Stored data entries:
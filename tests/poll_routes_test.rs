//! Router-level tests for /api/polls

mod common;

use axum::http::StatusCode;
use common::*;
use serde_json::{json, Value};

fn labels(poll: &Value) -> Vec<String> {
    poll["choices"]
        .as_array()
        .expect("choices")
        .iter()
        .map(|choice| choice["label"].as_str().expect("label").to_string())
        .collect()
}

fn choice_id(poll: &Value, index: usize) -> String {
    poll["choices"][index]["_id"].as_str().expect("choice id").to_string()
}

#[tokio::test]
async fn post_poll_returns_poll_with_generated_ids() {
    let app = test_app();
    let token = login_as(&app, "jack@test.com").await;

    let created = create_poll(&app, &token, mock_poll("Best pet?", &["Cats", "Dogs", "Birds"])).await;

    assert!(created["_id"].is_string());
    assert_eq!(created["question"], "Best pet?");
    assert_eq!(labels(&created), ["Cats", "Dogs", "Birds"]);
    for choice in created["choices"].as_array().unwrap() {
        assert_eq!(choice["_id"].as_str().unwrap().len(), 24);
    }
    assert!(created["author"].is_string());
    assert!(created["createdAt"].is_string());
}

#[tokio::test]
async fn get_polls_lists_every_created_poll() {
    let app = test_app();
    let token = login_as(&app, "jack@test.com").await;

    let mut created = Vec::new();
    for n in 0..5 {
        let question = format!("Question {n}");
        created.push(create_poll(&app, &token, mock_poll(&question, &["yes", "no"])).await);
    }

    let response = get(&app, "/api/polls").await;
    assert_eq!(response.status, StatusCode::OK);

    let listed = response.body.as_array().expect("array of polls");
    assert_eq!(listed.len(), created.len());
    for poll in &created {
        assert!(listed.contains(poll), "missing poll {}", poll);
    }
}

#[tokio::test]
async fn get_poll_by_id_equals_creation_response() {
    let app = test_app();
    let token = login_as(&app, "jack@test.com").await;
    let created = create_poll(&app, &token, mock_poll("Tabs or spaces?", &["Tabs", "Spaces"])).await;

    let response = get(&app, &format!("/api/polls/{}", created["_id"].as_str().unwrap())).await;

    assert_eq!(response.status, StatusCode::OK);
    assert_eq!(response.body, created);
}

#[tokio::test]
async fn unknown_poll_is_404() {
    let app = test_app();

    let response = get(&app, "/api/polls/64b7f0c2a1b2c3d4e5f60718").await;
    assert_eq!(response.status, StatusCode::NOT_FOUND);
    assert_eq!(response.body["error"], "NOT_FOUND");

    let malformed = get(&app, "/api/polls/not-an-id/results").await;
    assert_eq!(malformed.status, StatusCode::NOT_FOUND);
}

#[tokio::test]
async fn poll_without_choices_is_rejected() {
    let app = test_app();
    let token = login_as(&app, "jack@test.com").await;

    let empty = post(&app, "/api/polls", Some(&token), json!({ "question": "?", "choices": [] })).await;
    assert_eq!(empty.status, StatusCode::BAD_REQUEST);
    assert_eq!(empty.body["error"], "VALIDATION_ERROR");

    let missing = post(&app, "/api/polls", Some(&token), json!({ "question": "?" })).await;
    assert_eq!(missing.status, StatusCode::BAD_REQUEST);

    let blank = post(&app, "/api/polls", Some(&token), mock_poll("?", &["ok", " "])).await;
    assert_eq!(blank.status, StatusCode::BAD_REQUEST);

    assert_eq!(get(&app, "/api/polls").await.body, json!([]));
}

#[tokio::test]
async fn malformed_json_is_a_validation_error() {
    let app = test_app();
    let token = login_as(&app, "jack@test.com").await;

    let response = post(&app, "/api/polls", Some(&token), json!({ "choices": "Cats" })).await;
    assert_eq!(response.status, StatusCode::BAD_REQUEST);
    assert_eq!(response.body["error"], "VALIDATION_ERROR");
}

#[tokio::test]
async fn post_vote_returns_created_vote() {
    let app = test_app();
    let token = login_as(&app, "jack@test.com").await;
    let poll = create_poll(&app, &token, mock_poll("Lunch?", &["Pizza", "Tacos", "Soup", "Salad"])).await;
    let poll_id = poll["_id"].as_str().unwrap();

    let vote = json!({ "poll": poll_id, "selection": choice_id(&poll, 2) });
    let response = post(&app, &format!("/api/polls/{poll_id}/votes"), Some(&token), vote.clone()).await;

    assert_eq!(response.status, StatusCode::OK);
    assert_eq!(response.body["poll"], vote["poll"]);
    assert_eq!(response.body["selection"], vote["selection"]);
    assert!(response.body["_id"].is_string());
    assert!(response.body["voter"].is_string());
}

#[tokio::test]
async fn vote_for_choice_of_another_poll_is_rejected() {
    let app = test_app();
    let token = login_as(&app, "jack@test.com").await;
    let poll = create_poll(&app, &token, mock_poll("A?", &["a1", "a2"])).await;
    let other = create_poll(&app, &token, mock_poll("B?", &["b1", "b2"])).await;
    let poll_id = poll["_id"].as_str().unwrap();

    let response = post(
        &app,
        &format!("/api/polls/{poll_id}/votes"),
        Some(&token),
        json!({ "poll": poll_id, "selection": choice_id(&other, 0) }),
    )
    .await;

    assert_eq!(response.status, StatusCode::BAD_REQUEST);
    assert_eq!(response.body["error"], "VALIDATION_ERROR");
}

#[tokio::test]
async fn vote_on_unknown_poll_is_404() {
    let app = test_app();
    let token = login_as(&app, "jack@test.com").await;

    let response = post(
        &app,
        "/api/polls/64b7f0c2a1b2c3d4e5f60718/votes",
        Some(&token),
        json!({ "selection": "64b7f0c2a1b2c3d4e5f60719" }),
    )
    .await;

    assert_eq!(response.status, StatusCode::NOT_FOUND);
}

#[tokio::test]
async fn protected_routes_require_bearer_token() {
    let app = test_app();
    let token = login_as(&app, "jack@test.com").await;
    let poll = create_poll(&app, &token, mock_poll("Auth?", &["yes"])).await;
    let poll_id = poll["_id"].as_str().unwrap();
    let vote = json!({ "selection": choice_id(&poll, 0) });

    let no_token = post(&app, "/api/polls", None, mock_poll("x", &["y"])).await;
    assert_eq!(no_token.status, StatusCode::UNAUTHORIZED);
    assert_eq!(no_token.body["error"], "AUTHENTICATION_ERROR");

    let bad_token = post(&app, "/api/polls", Some("not.a.token"), mock_poll("x", &["y"])).await;
    assert_eq!(bad_token.status, StatusCode::UNAUTHORIZED);

    let vote_without_token = post(&app, &format!("/api/polls/{poll_id}/votes"), None, vote).await;
    assert_eq!(vote_without_token.status, StatusCode::UNAUTHORIZED);

    let results = get(&app, &format!("/api/polls/{poll_id}/results")).await;
    assert_eq!(results.body, json!([]));
}

#[tokio::test]
async fn results_count_votes_per_choice() {
    let app = test_app();
    let token = login_as(&app, "jack@test.com").await;
    let poll = create_poll(&app, &token, mock_poll("Best pet?", &["Cats", "Dogs", "Birds"])).await;
    let poll_id = poll["_id"].as_str().unwrap();
    let (cats, dogs, birds) = (choice_id(&poll, 0), choice_id(&poll, 1), choice_id(&poll, 2));

    for selection in [&dogs, &cats, &dogs, &dogs, &cats] {
        let response = post(
            &app,
            &format!("/api/polls/{poll_id}/votes"),
            Some(&token),
            json!({ "poll": poll_id, "selection": selection }),
        )
        .await;
        assert_eq!(response.status, StatusCode::OK);
    }

    let response = get(&app, &format!("/api/polls/{poll_id}/results")).await;
    assert_eq!(response.status, StatusCode::OK);

    let results = response.body.as_array().expect("results array");
    assert_eq!(results.len(), 2);
    assert!(results.contains(&json!({ "_id": dogs, "count": 3 })));
    assert!(results.contains(&json!({ "_id": cats, "count": 2 })));
    assert!(results.iter().all(|entry| entry["_id"] != json!(birds)));
}

#[tokio::test]
async fn health_reports_ok() {
    let app = test_app();
    let response = get(&app, "/").await;
    assert_eq!(response.status, StatusCode::OK);
    assert_eq!(response.body["status"], "ok");
}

-- Activity --
Make sure every record is repeated exactly.

-- Answer box --
filename tests/poll_routes_test.rs
//! Router-level tests for /api/polls

mod common;

use axum::http::StatusCode;
use common::*;
use serde_json::{json, Value};

fn labels(poll: &Value) -> Vec<String> {
    poll["choices"]
        .as_array()
        .expect("choices")
        .iter()
        .map(|choice| choice["label"].as_str().expect("label").to_string())
        .collect()
}

fn choice_id(poll: &Value, index: usize) -> String {
    poll["choices"][index]["_id"].as_str().expect("choice id").to_string()
}

#[tokio::test]
async fn post_poll_returns_poll_with_generated_ids() {
    let app = test_app();
    let token = login_as(&app, "jack@test.com").await;

    let created = create_poll(&app, &token, mock_poll("Best pet?", &["Cats", "Dogs", "Birds"])).await;

    assert!(created["_id"].is_string());
    assert_eq!(created["question"], "Best pet?");
    assert_eq!(labels(&created), ["Cats", "Dogs", "Birds"]);
    for choice in created["choices"].as_array().unwrap() {
        assert_eq!(choice["_id"].as_str().unwrap().len(), 24);
    }
    assert!(created["author"].is_string());
    assert!(created["createdAt"].is_string());
}

#[tokio::test]
async fn get_polls_lists_every_created_poll() {
    let app = test_app();
    let token = login_as(&app, "jack@test.com").await;

    let mut created = Vec::new();
    for n in 0..5 {
        let question = format!("Question {n}");
        created.push(create_poll(&app, &token, mock_poll(&question, &["yes", "no"])).await);
    }

    let response = get(&app, "/api/polls").await;
    assert_eq!(response.status, StatusCode::OK);

    let listed = response.body.as_array().expect("array of polls");
    assert_eq!(listed.len(), created.len());
    for poll in &created {
        assert!(listed.contains(poll), "missing poll {}", poll);
    }
}

#[tokio::test]
async fn get_poll_by_id_equals_creation_response() {
    let app = test_app();
    let token = login_as(&app, "jack@test.com").await;
    let created = create_poll(&app, &token, mock_poll("Tabs or spaces?", &["Tabs", "Spaces"])).await;

    let response = get(&app, &format!("/api/polls/{}", created["_id"].as_str().unwrap())).await;

    assert_eq!(response.status, StatusCode::OK);
    assert_eq!(response.body, created);
}

#[tokio::test]
async fn unknown_poll_is_404() {
    let app = test_app();

    let response = get(&app, "/api/polls/64b7f0c2a1b2c3d4e5f60718").await;
    assert_eq!(response.status, StatusCode::NOT_FOUND);
    assert_eq!(response.body["error"], "NOT_FOUND");

    let malformed = get(&app, "/api/polls/not-an-id/results").await;
    assert_eq!(malformed.status, StatusCode::NOT_FOUND);
}

#[tokio::test]
async fn poll_without_choices_is_rejected() {
    let app = test_app();
    let token = login_as(&app, "jack@test.com").await;

    let empty = post(&app, "/api/polls", Some(&token), json!({ "question": "?", "choices": [] })).await;
    assert_eq!(empty.status, StatusCode::BAD_REQUEST);
    assert_eq!(empty.body["error"], "VALIDATION_ERROR");

    let missing = post(&app, "/api/polls", Some(&token), json!({ "question": "?" })).await;
    assert_eq!(missing.status, StatusCode::BAD_REQUEST);

    let blank = post(&app, "/api/polls", Some(&token), mock_poll("?", &["ok", " "])).await;
    assert_eq!(blank.status, StatusCode::BAD_REQUEST);

    assert_eq!(get(&app, "/api/polls").await.body, json!([]));
}

#[tokio::test]
async fn malformed_json_is_a_validation_error() {
    let app = test_app();
    let token = login_as(&app, "jack@test.com").await;

    let response = post(&app, "/api/polls", Some(&token), json!({ "choices": "Cats" })).await;
    assert_eq!(response.status, StatusCode::BAD_REQUEST);
    assert_eq!(response.body["error"], "VALIDATION_ERROR");
}

#[tokio::test]
async fn post_vote_returns_created_vote() {
    let app = test_app();
    let token = login_as(&app, "jack@test.com").await;
    let poll = create_poll(&app, &token, mock_poll("Lunch?", &["Pizza", "Tacos", "Soup", "Salad"])).await;
    let poll_id = poll["_id"].as_str().unwrap();

    let vote = json!({ "poll": poll_id, "selection": choice_id(&poll, 2) });
    let response = post(&app, &format!("/api/polls/{poll_id}/votes"), Some(&token), vote.clone()).await;

    assert_eq!(response.status, StatusCode::OK);
    assert_eq!(response.body["poll"], vote["poll"]);
    assert_eq!(response.body["selection"], vote["selection"]);
    assert!(response.body["_id"].is_string());
    assert!(response.body["voter"].is_string());
}

#[tokio::test]
async fn vote_for_choice_of_another_poll_is_rejected() {
    let app = test_app();
    let token = login_as(&app, "jack@test.com").await;
    let poll = create_poll(&app, &token, mock_poll("A?", &["a1", "a2"])).await;
    let other = create_poll(&app, &token, mock_poll("B?", &["b1", "b2"])).await;
    let poll_id = poll["_id"].as_str().unwrap();

    let response = post(
        &app,
        &format!("/api/polls/{poll_id}/votes"),
        Some(&token),
        json!({ "poll": poll_id, "selection": choice_id(&other, 0) }),
    )
    .await;

    assert_eq!(response.status, StatusCode::BAD_REQUEST);
    assert_eq!(response.body["error"], "VALIDATION_ERROR");
}

#[tokio::test]
async fn vote_on_unknown_poll_is_404() {
    let app = test_app();
    let token = login_as(&app, "jack@test.com").await;

    let response = post(
        &app,
        "/api/polls/64b7f0c2a1b2c3d4e5f60718/votes",
        Some(&token),
        json!({ "selection": "64b7f0c2a1b2c3d4e5f60719" }),
    )
    .await;

    assert_eq!(response.status, StatusCode::NOT_FOUND);
}

#[tokio::test]
async fn protected_routes_require_bearer_token() {
    let app = test_app();
    let token = login_as(&app, "jack@test.com").await;
    let poll = create_poll(&app, &token, mock_poll("Auth?", &["yes"])).await;
    let poll_id = poll["_id"].as_str().unwrap();
    let vote = json!({ "selection": choice_id(&poll, 0) });

    let no_token = post(&app, "/api/polls", None, mock_poll("x", &["y"])).await;
    assert_eq!(no_token.status, StatusCode::UNAUTHORIZED);
    assert_eq!(no_token.body["error"], "AUTHENTICATION_ERROR");

    let bad_token = post(&app, "/api/polls", Some("not.a.token"), mock_poll("x", &["y"])).await;
    assert_eq!(bad_token.status, StatusCode::UNAUTHORIZED);

    let vote_without_token = post(&app, &format!("/api/polls/{poll_id}/votes"), None, vote).await;
    assert_eq!(vote_without_token.status, StatusCode::UNAUTHORIZED);

    let results = get(&app, &format!("/api/polls/{poll_id}/results")).await;
    assert_eq!(results.body, json!([]));
}

#[tokio::test]
async fn results_count_votes_per_choice() {
    let app = test_app();
    let token = login_as(&app, "jack@test.com").await;
    let poll = create_poll(&app, &token, mock_poll("Best pet?", &["Cats", "Dogs", "Birds"])).await;
    let poll_id = poll["_id"].as_str().unwrap();
    let (cats, dogs, birds) = (choice_id(&poll, 0), choice_id(&poll, 1), choice_id(&poll, 2));

    for selection in [&dogs, &cats, &dogs, &dogs, &cats] {
        let response = post(
            &app,
            &format!("/api/polls/{poll_id}/votes"),
            Some(&token),
            json!({ "poll": poll_id, "selection": selection }),
        )
        .await;
        assert_eq!(response.status, StatusCode::OK);
    }

    let response = get(&app, &format!("/api/polls/{poll_id}/results")).await;
    assert_eq!(response.status, StatusCode::OK);

    let results = response.body.as_array().expect("results array");
    assert_eq!(results.len(), 2);
    assert!(results.contains(&json!({ "_id": dogs, "count": 3 })));
    assert!(results.contains(&json!({ "_id": cats, "count": 2 })));
    assert!(results.iter().all(|entry| entry["_id"] != json!(birds)));
}

#[tokio::test]
async fn health_reports_ok() {
    let app = test_app();
    let response = get(&app, "/").await;
    assert_eq!(response.status, StatusCode::OK);
    assert_eq!(response.body["status"], "ok");
}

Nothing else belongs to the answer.